At that time, James Baker, the former US Secretary of State, was in the driver’s seat of the negotiations. With the referendum on hold, Baker first attempted to work with Morocco to see what level of autonomy Rabat might be willing to grant Western Sahara. In principle, Morocco’s new leader, King Mohammed VI, was committed to devolving central authority to a quasi-independent Western Sahara, so long as ultimate sovereignty rested with him. In practice, the Moroccan negotiation team proved unwilling to consider even the most banal power-sharing arrangements.

Baker put forward a framework for discussion but his diplomatic blurring of the meaning of self-determination prompted a strong rejection from Polisario and Algeria. The Western Saharan independence movement has always insisted that any final status arrangement? be it integration, autonomy, or independence? had to be approved by the people of Western Sahara in a referendum. Algeria, thanks to its position in the global hydrocarbon market, wields enough influence to make sure that Polisario is listened to.  The Security Council surprisingly agreed with Polisario, urging Baker to find a mutually acceptable political solution that will provide for self-determination.

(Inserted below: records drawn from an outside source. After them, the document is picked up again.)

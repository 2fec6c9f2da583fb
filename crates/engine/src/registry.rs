//! Upstream Registry
//!
//! Tracks every configured upstream's health, latency, concurrency window,
//! and per-method support. Pools are immutable after construction; indices
//! are stable and used in per-request exclude bitmasks. All mutation happens
//! through short non-awaiting critical sections on a per-upstream mutex.

use crate::classify::ResponseClass;
use crate::request::RequestKind;
use parking_lot::Mutex;
use serde::Serialize;
use std::collections::HashMap;
use std::sync::atomic::{AtomicUsize, Ordering};
use std::time::{Duration, Instant};

/// Upstream pool identifier. REST and prover gateways share one pool,
/// distinguished by capability flags.
#[derive(Debug, Clone, Copy, PartialEq, Eq, Hash)]
pub enum UpstreamKind {
    EthRpc,
    BeaconApi,
    Rest,
}

impl UpstreamKind {
    /// Pool serving a given external request kind. Internal reads have none.
    #[must_use]
    pub fn for_request(kind: RequestKind) -> Option<Self> {
        match kind {
            RequestKind::EthRpc => Some(Self::EthRpc),
            RequestKind::BeaconApi => Some(Self::BeaconApi),
            RequestKind::RestApi => Some(Self::Rest),
            RequestKind::Internal => None,
        }
    }

    const ALL: [Self; 3] = [Self::EthRpc, Self::BeaconApi, Self::Rest];

    fn slot(self) -> usize {
        match self {
            Self::EthRpc => 0,
            Self::BeaconApi => 1,
            Self::Rest => 2,
        }
    }

    #[must_use]
    pub fn as_str(self) -> &'static str {
        match self {
            Self::EthRpc => "eth_rpc",
            Self::BeaconApi => "beacon",
            Self::Rest => "rest",
        }
    }
}

/// Registry tuning knobs.
#[derive(Debug, Clone)]
pub struct RegistryConfig {
    pub max_concurrency_default: u32,
    pub max_concurrency_cap: u32,
    pub min_concurrency: u32,
    /// Latency below which a successful attempt argues for a wider window.
    pub latency_target_ms: u64,
    /// Minimum spacing between additive window increases.
    pub conc_cooldown: Duration,
    /// Extra slots available past `max_concurrency` once saturation waiting
    /// has been exhausted.
    pub overflow_slots: u32,
    /// Consecutive failures before an upstream is marked unhealthy.
    pub unhealthy_after: u32,
    /// Minimum spacing between recovery probes on an unhealthy upstream.
    pub recovery_cooldown: Duration,
    /// How long a rate-limit signal keeps penalizing selection.
    pub rate_limit_window: Duration,
    /// Head observations older than this make an upstream "stale" for
    /// freshness scoring.
    pub stale_head_after: Duration,
    /// When the healthy fraction of a pool drops below this, the whole pool
    /// is reset to healthy to avoid a recovery storm.
    pub healthy_ratio_floor: f64,
    /// EWMA smoothing factor for latency tracking.
    pub latency_ewma_alpha: f64,
}

impl Default for RegistryConfig {
    fn default() -> Self {
        Self {
            max_concurrency_default: 16,
            max_concurrency_cap: 128,
            min_concurrency: 2,
            latency_target_ms: 500,
            conc_cooldown: Duration::from_millis(2_000),
            overflow_slots: 2,
            unhealthy_after: 5,
            recovery_cooldown: Duration::from_secs(60),
            rate_limit_window: Duration::from_secs(15),
            stale_head_after: Duration::from_secs(30),
            healthy_ratio_floor: 0.34,
            latency_ewma_alpha: 0.2,
        }
    }
}

/// Per-method bookkeeping.
#[derive(Debug, Clone, Default)]
pub struct MethodStats {
    pub supported: bool,
    pub latency_ms: Option<f64>,
}

/// Mutable health block of one upstream.
#[derive(Debug)]
pub struct UpstreamHealth {
    pub is_healthy: bool,
    pub consecutive_failures: u32,
    pub consecutive_timeouts: u32,
    pub successful_requests: u64,
    pub total_requests: u64,
    pub total_response_time_ms: u64,
    pub latency_ms: Option<f64>,
    pub inflight: u32,
    pub max_concurrency: u32,
    pub min_concurrency: u32,
    pub last_adjust: Option<Instant>,
    pub rate_limited_at: Option<Instant>,
    pub latest_block: u64,
    pub head_last_seen: Option<Instant>,
    pub marked_unhealthy_at: Option<Instant>,
    pub last_recovery_at: Option<Instant>,
    pub methods: HashMap<String, MethodStats>,
}

impl UpstreamHealth {
    fn new(config: &RegistryConfig) -> Self {
        Self {
            is_healthy: true,
            consecutive_failures: 0,
            consecutive_timeouts: 0,
            successful_requests: 0,
            total_requests: 0,
            total_response_time_ms: 0,
            latency_ms: None,
            inflight: 0,
            max_concurrency: config.max_concurrency_default,
            min_concurrency: config.min_concurrency,
            last_adjust: None,
            rate_limited_at: None,
            latest_block: 0,
            head_last_seen: None,
            marked_unhealthy_at: None,
            last_recovery_at: None,
            methods: HashMap::new(),
        }
    }

    /// Whether a rate-limit signal is still fresh.
    #[must_use]
    pub fn rate_limited_recent(&self, window: Duration, now: Instant) -> bool {
        self.rate_limited_at
            .is_some_and(|at| now.duration_since(at) < window)
    }

    fn halve_concurrency(&mut self) {
        self.max_concurrency = (self.max_concurrency / 2).max(self.min_concurrency);
    }
}

/// One configured upstream. URL and flags are immutable.
#[derive(Debug)]
pub struct Upstream {
    pub url: String,
    pub flags: u8,
    state: Mutex<UpstreamHealth>,
}

impl Upstream {
    #[must_use]
    pub fn new(url: impl Into<String>, flags: u8, config: &RegistryConfig) -> Self {
        Self {
            url: url.into(),
            flags,
            state: Mutex::new(UpstreamHealth::new(config)),
        }
    }

    /// Run `f` under the health lock. Callers must not await inside.
    pub fn with_state<T>(&self, f: impl FnOnce(&mut UpstreamHealth) -> T) -> T {
        f(&mut self.state.lock())
    }
}

/// Serializable health snapshot for the status endpoint.
#[derive(Debug, Clone, Serialize)]
pub struct UpstreamSnapshot {
    pub url: String,
    pub kind: &'static str,
    pub healthy: bool,
    pub inflight: u32,
    pub max_concurrency: u32,
    pub latency_ms: Option<f64>,
    pub successful_requests: u64,
    pub total_requests: u64,
    pub latest_block: u64,
    pub rate_limited: bool,
}

/// Immutable pools of upstreams plus the shared tuning config.
#[derive(Debug)]
pub struct UpstreamRegistry {
    config: RegistryConfig,
    pools: [Vec<Upstream>; 3],
    /// Round-robin cursors for selection tie-breaking, one per pool.
    cursors: [AtomicUsize; 3],
}
//! # Gateway Proofs
//!
//! Proof programs the stateless gateway drives, the SSZ proof envelope they
//! emit, and the local verification seam consulted before a `/rpc` answer
//! leaves the process.

pub mod account;
pub mod block;
pub mod envelope;
pub mod program;
pub mod verify;

pub use account::{AccountProgram, AccountWitness};
pub use block::{BlockNumberProgram, BlockProgram, ChainIdProgram};
pub use envelope::{DataValue, EnvelopeError, ProofEnvelope};
pub use program::{program_for, SUPPORTED_METHODS};
pub use verify::{verify_and_extract, EnvelopeVerifier, StructuralEnvelopeVerifier};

It is this language, which persists in UN Security Council resolutions on Western Sahara to date, that essentially gives both parties the ability to fire the person holding the position of the Secretary-General’s envoy. If Morocco feels that self-determination is being forced upon them, as they did when Baker put forward his final proposal in 2003, then they can stonewall in the name of a mutually agreed solution. If Polisario feels that self-determination is being undermined, then they can unilaterally declare no confidence in the Envoy and hope for a better hand next time. This is exactly what happened to Baker’s successor, Dutch diplomat Peter Van Walsum.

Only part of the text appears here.